This morning, Libby was on shore.  I heard a splash close by so I went out to look.  What I saw was that dolphin using his nose on the boat like a dog in another dog's butt.  He (she?) went back and forth, back and forth, port and starboard.   I grabbed my camera and leaned over the stern to watch (see the picture above).  After a while I could see that the little fish was doing his (her?) part to survive.  He used the little cutout hole between the hull and rudder to dodge from one side to the other.  It was like the little Jerry mouse evading the Tom Cat.   It was really fun to watch.  The dolphin switched sides perhaps two dozen times before giving up.

That doesn't mean the dolphin missed its breakfast.  After leaving Tarwathie, he moved to the yacht Holo Kai nearby.  He lifted their dinghy almost out of the water a couple of times, and finally swam away with a fish in his mouth.

Monday, February 07, 2011

Marathon City Marina

Boot Key Harbor, Marathon, FL
34 42.54 N 081 05.58 W

Since we're spending so much time here, I should write something about our host -- The Marathon City Marina.  Another day, I'll write about the Marathon Cruisers Net.
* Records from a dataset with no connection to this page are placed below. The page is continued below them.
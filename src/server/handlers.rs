//! Request handlers

use axum::{
    extract::{rejection::JsonRejection, State},
    Json,
};
use ndarray::ArrayView1;
use serde::{Deserialize, Serialize};
use serde_json::{json, Map, Value};
use std::sync::Arc;

use super::error::{Result, ServerError};
use super::state::AppState;

/// Value reported for hyperparameters the loaded model does not expose
pub const NOT_APPLICABLE: &str = "N/A";

/// Hyperparameters surfaced by `/model_info`
const INFO_HYPERPARAMETERS: [&str; 3] = ["n_estimators", "max_depth", "n_features"];

#[derive(Debug, Deserialize)]
pub struct PredictRequest {
    pub features: Vec<f64>,
}

#[derive(Debug, Serialize)]
pub struct PredictResponse {
    pub prediction: usize,
    pub probabilities: Vec<f64>,
    pub model_info: Map<String, Value>,
}

pub async fn health_check(State(state): State<Arc<AppState>>) -> Json<Value> {
    Json(json!({
        "status": "healthy",
        "model_loaded": state.is_loaded(),
    }))
}

/// Model family and hyperparameters, overlaid with the persisted metadata
pub async fn model_info(State(state): State<Arc<AppState>>) -> Result<Json<Map<String, Value>>> {
    let model = state.model().ok_or(ServerError::ModelUnavailable)?;

    let mut info = Map::new();
    info.insert("model_type".to_string(), json!(model.model_type()));
    for name in INFO_HYPERPARAMETERS {
        let value = model.hyperparameter(name).unwrap_or_else(|| json!(NOT_APPLICABLE));
        info.insert(name.to_string(), value);
    }
    for (key, value) in state.metadata() {
        info.insert(key.clone(), value.clone());
    }

    Ok(Json(info))
}

pub async fn predict(
    State(state): State<Arc<AppState>>,
    payload: std::result::Result<Json<PredictRequest>, JsonRejection>,
) -> Result<Json<PredictResponse>> {
    let model = state.model().ok_or(ServerError::ModelUnavailable)?;
    let Json(request) = payload.map_err(|rejection| ServerError::InvalidInput(rejection.body_text()))?;

    if request.features.len() != model.n_features() {
        return Err(ServerError::InvalidInput(format!(
            "Expected {} features, got {}",
            model.n_features(),
            request.features.len()
        )));
    }

    let sample = ArrayView1::from(request.features.as_slice());
    let probabilities = model
        .predict_proba_one(sample)
        .map_err(|e| ServerError::InvalidInput(e.to_string()))?;
    let prediction = model
        .predict_one(sample)
        .map_err(|e| ServerError::InvalidInput(e.to_string()))?;

    Ok(Json(PredictResponse {
        prediction,
        probabilities: probabilities.to_vec(),
        model_info: state.metadata().clone(),
    }))
}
Important stuff up front.  We've stayed in many city marinas from way up in Vermont down to here in Marathon.   Of them all, we think that this marina is the best managed of them all.   I don't know much about city politics, but I'm willing to bet that Richard, the manager, is the reason why.  Richard it tough, dedicated, and very capable.  Notwithstanding that, this is not a fluff piece.  I have some criticisms below.

In a nutshell, the marina provides over 200 moorings here in Boot Key Harbor, plus 10 or so dock spaces.  There is a large, office/mailroom/lounge/TV room, and about 20 toilet/shower rooms.  It has ample facilities for parking cars and bicycles, and dinghies.   Their fees are on the low side.  We pay about $280/month for a mooring; the cheapest of any city marina we know.

Here are a few of the things that they do that impress me so much.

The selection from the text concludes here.